Destiny Herndon-De La Rosa (born August 10, 1983) is an American anti-abortion activist. She is the founder of the anti-abortion organization New Wave Feminists. She is also a frequent op-ed contributor for The Dallas Morning News.

Personal life
Destiny Herndon-De La Rosa was born on August 10, 1983, to a nineteen-year-old sophomore at the University of Texas at Austin. She never knew her biological father. At age 16, she became pregnant and rejected abortion in favor of raising the child herself. Now married, she has four children, two boys and two girls. Although she formerly worked in architecture, she now runs her anti-abortion feminist group, New Wave Feminists, full time with the help of her vice-president and close friend, Cessilye Smith.

In 2017 it was reported that Herndon De La Rosa switched her party affiliation from Republican to Independent, having previously been involved with local GOP organizations such as the Golden Corridor Republican Women.

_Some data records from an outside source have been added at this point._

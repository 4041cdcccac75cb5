// SPDX-License-Identifier: Apache-2.0

//! Insert paths for seeding and ingest; the record's own `id` is ignored and
//! the assigned rowid is returned.

use crate::QueryError;
use baret_model::{
    Audit, EquipmentItem, Incident, RiskAssessment, TallyKey, TaskItem, Training,
};
use rusqlite::{params, Connection};

pub fn insert_incident(conn: &Connection, incident: &Incident) -> Result<i64, QueryError> {
    conn.execute(
        "INSERT INTO incidents (title, description, department, location, severity, status, \
         occurred_at, reported_by) VALUES (?1, ?2, ?3, ?4, ?5, ?6, ?7, ?8)",
        params![
            incident.title,
            incident.description,
            incident.department.as_ref().map(|d| d.as_str()),
            incident.location,
            incident.severity.token(),
            incident.status.token(),
            incident.occurred_at,
            incident.reported_by,
        ],
    )?;
    Ok(conn.last_insert_rowid())
}

pub fn insert_assessment(
    conn: &Connection,
    assessment: &RiskAssessment,
) -> Result<i64, QueryError> {
    conn.execute(
        "INSERT INTO risk_assessments (title, description, department, location, severity, \
         likelihood, status, created_at, assessed_by) \
         VALUES (?1, ?2, ?3, ?4, ?5, ?6, ?7, ?8, ?9)",
        params![
            assessment.title,
            assessment.description,
            assessment.department.as_ref().map(|d| d.as_str()),
            assessment.location,
            assessment.severity,
            assessment.likelihood,
            assessment.status.token(),
            assessment.created_at,
            assessment.assessed_by,
        ],
    )?;
    Ok(conn.last_insert_rowid())
}

pub fn insert_audit(conn: &Connection, audit: &Audit) -> Result<i64, QueryError> {
    conn.execute(
        "INSERT INTO audits (title, department, status, audit_date, auditor) \
         VALUES (?1, ?2, ?3, ?4, ?5)",
        params![
            audit.title,
            audit.department.as_ref().map(|d| d.as_str()),
            audit.status.token(),
            audit.audit_date,
            audit.auditor,
        ],
    )?;
    Ok(conn.last_insert_rowid())
}

pub fn insert_training(conn: &Connection, training: &Training) -> Result<i64, QueryError> {
    conn.execute(
        "INSERT INTO trainings (title, department, status, start_date, trainer) \
         VALUES (?1, ?2, ?3, ?4, ?5)",
        params![
            training.title,
            training.department.as_ref().map(|d| d.as_str()),
            training.status.token(),
            training.start_date,
            training.trainer,
        ],
    )?;
    Ok(conn.last_insert_rowid())
}

pub fn insert_equipment(conn: &Connection, item: &EquipmentItem) -> Result<i64, QueryError> {
    conn.execute(
        "INSERT INTO equipment (name, department, status, location, next_maintenance) \
         VALUES (?1, ?2, ?3, ?4, ?5)",
        params![
            item.name,
            item.department.as_ref().map(|d| d.as_str()),
            item.status.token(),
            item.location,
            item.next_maintenance,
        ],
    )?;
    Ok(conn.last_insert_rowid())
}

pub fn insert_task(conn: &Connection, task: &TaskItem) -> Result<i64, QueryError> {
    conn.execute(
        "INSERT INTO tasks (title, status, due_date, assigned_to) VALUES (?1, ?2, ?3, ?4)",
        params![
            task.title,
            task.status.token(),
            task.due_date,
            task.assigned_to,
        ],
    )?;
    Ok(conn.last_insert_rowid())
}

She continues to work closely with conservative organizations and Republican operatives.

In a public Facebook posting in November 2021, while discussing a scandal involving the infidelity and financial impropriety of Texas anti-abortion figures Kari Beckman and  Jim Graham, Herndon De La Rosa admitted to being unfaithful in her own marriage at some point in the past, going on to say she generally does not speak about it publicly out of "respect for her husband". She indicated that they have moved on from her affair, and expressed that she is "incredibly fortunate" that her marriage survived.

New Wave Feminists
Herndon-De La Rosa co-founded anti-abortion group New Wave Feminists in 2004. The group promotes the consistent life ethic, opposing the death penalty, torture, and unjust war. The group is a member of the Consistent Life Network, a non-sectarian and non-partisan international network of organisations embodying this philosophy.

While Herndon-De La Rosa and the New Wave Feminists are known primarily for opposition to abortion, she has also written on related anti-abortion subjects, such as an editorial published in The Dallas Morning News expressing opposition to calls for execution of Nikolas Cruz, the so-called "Parkland shooter", and to the death penalty in general.

In 2018, Herndon-De La Rosa expelled co-founder Kristen Walker Hatten from her position as vice president of New Wave Feminists after it was leaked that she was allegedly a white nationalist in the wake of the election of Donald Trump. She has also been vocal in criticizing the association between some anti-abortion campaigners and the presidency of Donald Trump, as well as some campaigning tactics of the mainstream anti-abortion movement.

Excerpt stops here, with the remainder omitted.